海女小屋ダイニングで試食 鳥羽で内覧会 観光地づくり実証事件へ 三重

【実証実験の開始に伴う内覧会で料理を試食する参加者ら=鳥羽市の相差かまど内オウサツダイニングで】

【鳥羽】三重県や地域経済活性化支援機構(REVIC)と連携した持続可能な観光地づくりに向けた実証実験の開始に伴い、相差海女文化運営協議会(野村秀光代表理事)は13日、同市相差町の海女小屋「相差かまど」で内覧会を開いた。

約50件の宿泊施設を抱える同地域では、近年漁師や海女の高齢化、人口減少などによる人手不足が一つの課題となっている。

こうした課題解決に向けた取り組みとして、同協議会では宿泊施設と食事施設を分けた「泊食分離」を推進するため、来年2月末まで実証実験を実施。実験を通じて抽出した課題などを反映させ、新年度以降に県やREVICの支援を受けながら本格的な事業展開を図るとしている。

実験では、海女小屋「相差かまど」を夕食提供施設「オウサツダイニング前の浜」として整備し、地元で水揚げされた魚などの食材を使ったカジュアルフレンチ料理を提供。

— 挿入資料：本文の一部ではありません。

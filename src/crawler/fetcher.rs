//! HTTP fetcher implementation
//!
//! This module handles all HTTP requests for the crawler, including:
//! - Building HTTP clients with the configured browser identity
//! - GET requests with redirects followed by reqwest
//! - Retry with exponential backoff for transient failures
//! - Error classification into [`FetchError`]

use crate::config::{Config, UserAgentConfig};
use crate::FetchError;
use async_trait::async_trait;
use reqwest::header::{HeaderMap, HeaderValue, ACCEPT_LANGUAGE, CONTENT_TYPE};
use reqwest::{redirect::Policy, Client, StatusCode};
use std::time::Duration;
use url::Url;

/// Maximum number of redirect hops followed for one request
const MAX_REDIRECTS: usize = 10;

/// A successfully fetched page
#[derive(Debug, Clone, PartialEq, Eq)]
pub struct FetchedPage {
    /// Final URL after redirects
    pub final_url: Url,
    /// HTTP status code
    pub status_code: u16,
    /// Page body as text
    pub body: String,
}

/// Retrieves the markup of one page
///
/// Implementations must be safe to call concurrently; the coordinator keeps
/// several fetches in flight within a tier.
#[async_trait]
pub trait Fetcher: Send + Sync {
    async fn fetch(&self, url: &Url) -> Result<FetchedPage, FetchError>;
}

/// Builds an HTTP client with proper configuration
///
/// # Arguments
///
/// * `config` - The browser identity to present
/// * `timeout` - Per-request timeout, covering connect, headers and body
///
/// # Returns
///
/// * `Ok(Client)` - Successfully built HTTP client
/// * `Err(reqwest::Error)` - Failed to build client
///
/// # Example
///
/// ```no_run
/// use dcmap_crawler::config::UserAgentConfig;
/// use dcmap_crawler::crawler::build_http_client;
/// use std::time::Duration;
///
/// let client = build_http_client(&UserAgentConfig::default(), Duration::from_secs(30)).unwrap();
/// ```
pub fn build_http_client(
    config: &UserAgentConfig,
    timeout: Duration,
) -> Result<Client, reqwest::Error> {
    let mut headers = HeaderMap::new();
    if let Ok(value) = HeaderValue::from_str(&config.accept_language) {
        headers.insert(ACCEPT_LANGUAGE, value);
    }

    Client::builder()
        .user_agent(config.header.as_str())
        .default_headers(headers)
        .timeout(timeout)
        .connect_timeout(Duration::from_secs(10))
        .redirect(Policy::limited(MAX_REDIRECTS))
        .gzip(true)
        .brotli(true)
        .build()
}

/// Fetches a URL once, classifying any failure
///
/// | Condition | Result |
/// |-----------|--------|
/// | HTTP 2xx, textual body | `Ok(FetchedPage)` |
/// | HTTP 401 / 403 | `Denied` |
/// | Any other non-2xx | `HttpStatus` |
/// | Request timeout | `Timeout` |
/// | Connection refused, DNS, TLS | `Unreachable` |
/// | Non-text Content-Type, unreadable body | `MalformedResponse` |
pub async fn fetch_url(client: &Client, url: &Url) -> Result<FetchedPage, FetchError> {
    let response = client
        .get(url.clone())
        .send()
        .await
        .map_err(|e| classify_error(url, e))?;

    let status = response.status();
    let final_url = response.url().clone();

    if status == StatusCode::UNAUTHORIZED || status == StatusCode::FORBIDDEN {
        return Err(FetchError::Denied {
            url: url.to_string(),
            status: status.as_u16(),
        });
    }

    if !status.is_success() {
        return Err(FetchError::HttpStatus {
            url: url.to_string(),
            status: status.as_u16(),
        });
    }

    let content_type = response
        .headers()
        .get(CONTENT_TYPE)
        .and_then(|v| v.to_str().ok())
        .unwrap_or("")
        .to_ascii_lowercase();

    if !is_textual(&content_type) {
        return Err(FetchError::MalformedResponse {
            url: url.to_string(),
            message: format!("Expected HTML, got {}", content_type),
        });
    }

    let body = response.text().await.map_err(|e| {
        if e.is_timeout() {
            FetchError::Timeout {
                url: url.to_string(),
            }
        } else {
            FetchError::MalformedResponse {
                url: url.to_string(),
                message: e.to_string(),
            }
        }
    })?;

    Ok(FetchedPage {
        final_url,
        status_code: status.as_u16(),
        body,
    })
}

/// Maps a transport-level reqwest error onto a fetch failure
fn classify_error(url: &Url, error: reqwest::Error) -> FetchError {
    if error.is_timeout() {
        FetchError::Timeout {
            url: url.to_string(),
        }
    } else if error.is_redirect() || error.is_decode() || error.is_body() {
        FetchError::MalformedResponse {
            url: url.to_string(),
            message: error.to_string(),
        }
    } else {
        // Connect, DNS and TLS failures all look the same from here
        FetchError::Unreachable {
            url: url.to_string(),
            message: error.to_string(),
        }
    }
}

/// Servers that omit the header are given the benefit of the doubt
fn is_textual(content_type: &str) -> bool {
    content_type.is_empty()
        || content_type.contains("html")
        || content_type.contains("xml")
        || content_type.starts_with("text/")
}

/// Production fetcher over a shared reqwest client
#[derive(Debug, Clone)]
pub struct HttpFetcher {
    client: Client,
    max_retries: u32,
    retry_delay: Duration,
}

impl HttpFetcher {
    /// Builds a fetcher from the crawler and user agent settings
    pub fn new(config: &Config) -> Result<Self, reqwest::Error> {
        let client = build_http_client(&config.user_agent, config.crawler.request_timeout())?;
        Ok(Self::with_client(
            client,
            config.crawler.max_retries,
            config.crawler.retry_delay(),
        ))
    }

    pub fn with_client(client: Client, max_retries: u32, retry_delay: Duration) -> Self {
        Self {
            client,
            max_retries,
            retry_delay,
        }
    }

    /// Backoff before retry number `attempt` (zero-based)
    fn backoff(&self, attempt: u32) -> Duration {
        self.retry_delay
            .saturating_mul(2u32.saturating_pow(attempt))
    }
}

#[async_trait]
impl Fetcher for HttpFetcher {
    async fn fetch(&self, url: &Url) -> Result<FetchedPage, FetchError> {
        let mut attempt = 0;
        loop {
            match fetch_url(&self.client, url).await {
                Ok(page) => return Ok(page),
                Err(e) if e.is_retryable() && attempt < self.max_retries => {
                    let delay = self.backoff(attempt);
                    tracing::warn!(
                        "Fetch of {} failed ({}), retrying in {:?} ({}/{})",
                        url,
                        e,
                        delay,
                        attempt + 1,
                        self.max_retries
                    );
                    tokio::time::sleep(delay).await;
                    attempt += 1;
                }
                Err(e) => return Err(e),
            }
        }
    }
}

またこれまで施設ごとにばらばらだった鳥羽駅から町への送迎バスを一本化した共同バスや、循環バスなどをオンデマンド方式で運行させる。

内覧会では、野村代表理事や中村欣一郎市長、渡邊准REVIC専務など関係者ら8人が参加し、イナダやタイなど地魚を使ったカルパッチョやブイヤベースなどの料理を試食した。

野村代表理事は「これまでは夜も旅館で囲い込んでいたが外に出ないと町の良さは伝わらないまま疲弊していく。将来的にはインバウンドにつながる呼び物になれば」と話していた。